These aspects, however, constitute a deceptive or, at least, insufficient response to the inquiries above. Design arrangements and planning decisions have a structural capacity to determine everyday life, but their agency is also contingent and elusive; new conjunctures and their shifting balances of forces can easily reverse its political implications. Aware of the limitations of previous strategies of social control, bourgeois reform appropriated many of the aforementioned proposals and reframed them in its own agenda a few decades after the inception of Central Park, creating more dynamic but closely monitored small parks and playgrounds in working-class neighborhoods, in New York City and across the US. A more nuanced elucidation of the problematic agency of design, therefore, is needed. In a recent piece in Society and Space I suggest that an effective understanding of the politics of landscape architecture and urban planning requires that we uncover how their techniques, spatial models, and socioecological representations are captured and constantly reimagined in relentless struggles to forge environmental hegemonies, where the meaning and agency of urban configurations are outcomes of historically specific confrontations rather than a priori conditions of morphological or programmatic choices.
As with any form of hegemony, these struggles incorporate projects of subjectivation and trigger governmental transformations that not only affect the state’s inner institutional structure, but also generate a new regulatory topography, reorganizing and disseminating the loci of agency in the realm of civil society, beyond conventional administrative apparatuses. Given their focus on the interpretation of power through such processes, Antonio Gramsci’s and Michel Foucault’s contributions constitute particularly helpful intellectual resources to unpack these articulations of design, subjectivity, environment, and state change. The companion article promenades both authors through the secluded walks and broad alleys of Central Park’s early days in order to illustrate this problematic with a paradigmatic case in the history of our urban present. Amongst other parallels in their work, Gramsci and Foucault took an explicitly instrumental interest in historical narratives, mobilizing the past as a means to rethink their time in political terms. In that sense, they provide inspiration for a countergenealogy of planning and landscape architecture that exposes the entanglement of techniques and design tools in a vortex of social factions, institutional agencies, state strategies and class collisions.
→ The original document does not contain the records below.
// Caches for Fermi break-up split lists
//
// Enumerating the partitions of a nucleus is the expensive part of Fermi
// break-up, and the same light nuclei come back over and over in a run.

use std::collections::HashMap;
use std::hash::Hash;

pub trait Cache<K, V> {
    /// Cached value for `key`; counts as a use of that entry.
    fn get(&mut self, key: &K) -> Option<V>;

    fn insert(&mut self, key: K, value: V);

    fn len(&self) -> usize;

    fn is_empty(&self) -> bool {
        self.len() == 0
    }
}

/// Unbounded cache, every entry is kept for the lifetime of the model.
#[derive(Debug, Clone)]
pub struct SimpleCache<K, V> {
    entries: HashMap<K, V>,
}

impl<K, V> SimpleCache<K, V> {
    pub fn new() -> Self {
        SimpleCache {
            entries: HashMap::new(),
        }
    }
}

impl<K, V> Default for SimpleCache<K, V> {
    fn default() -> Self {
        Self::new()
    }
}

impl<K: Eq + Hash, V: Clone> Cache<K, V> for SimpleCache<K, V> {
    fn get(&mut self, key: &K) -> Option<V> {
        self.entries.get(key).cloned()
    }

    fn insert(&mut self, key: K, value: V) {
        self.entries.insert(key, value);
    }

    fn len(&self) -> usize {
        self.entries.len()
    }
}

#[derive(Debug, Clone)]
struct LfuEntry<V> {
    value: V,
    frequency: u64,
    /// Insertion stamp, breaks frequency ties in favour of the newest entry
    stamp: u64,
}

/// Bounded cache evicting the least frequently used entry when full.
#[derive(Debug, Clone)]
pub struct LfuCache<K, V> {
    capacity: usize,
    entries: HashMap<K, LfuEntry<V>>,
    clock: u64,
}

impl<K: Eq + Hash + Clone, V: Clone> LfuCache<K, V> {
    pub fn new(capacity: usize) -> Self {
        LfuCache {
            capacity,
            entries: HashMap::with_capacity(capacity),
            clock: 0,
        }
    }

    pub fn capacity(&self) -> usize {
        self.capacity
    }

    pub fn contains(&self, key: &K) -> bool {
        self.entries.contains_key(key)
    }

    fn evict(&mut self) {
        let victim = self
            .entries
            .iter()
            .min_by_key(|(_, entry)| (entry.frequency, entry.stamp))
            .map(|(key, _)| key.clone());
        if let Some(key) = victim {
            self.entries.remove(&key);
            tracing::trace!(remaining = self.entries.len(), "evicted least frequently used split list");
        }
    }
}

impl<K: Eq + Hash + Clone, V: Clone> Cache<K, V> for LfuCache<K, V> {
    fn get(&mut self, key: &K) -> Option<V> {
        let entry = self.entries.get_mut(key)?;
        entry.frequency += 1;
        Some(entry.value.clone())
    }

    fn insert(&mut self, key: K, value: V) {
        if self.capacity == 0 {
            return;
        }
        self.clock += 1;
        if let Some(entry) = self.entries.get_mut(&key) {
            entry.value = value;
            entry.stamp = self.clock;
            return;
        }
        if self.entries.len() >= self.capacity {
            self.evict();
        }
        self.entries.insert(
            key,
            LfuEntry {
                value,
                frequency: 1,
                stamp: self.clock,
            },
        );
    }

    fn len(&self) -> usize {
        self.entries.len()
    }
}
I want to extend a somewhat subterranean tradition of attempts to create space for productive dialogue between these authors, taking advantage of the now available full Foucauldian corpus from the early to mid-1970s, especially La société punitive, a course replete with Marxian undertones. While not attempting to "Marxicize" Foucault, I find the class connotations and the trajectory of his reflections about governmental structures during this period extremely useful to re-centralize his theories of power and subject formation around state spaces. In many aspects, the task with Gramsci is the reverse. These maneuvers may sound heretical or violent at first, but as the article shows the preoccupations, topics and sometimes even particular formulations both authors provide resonate with each other in unexpected ways.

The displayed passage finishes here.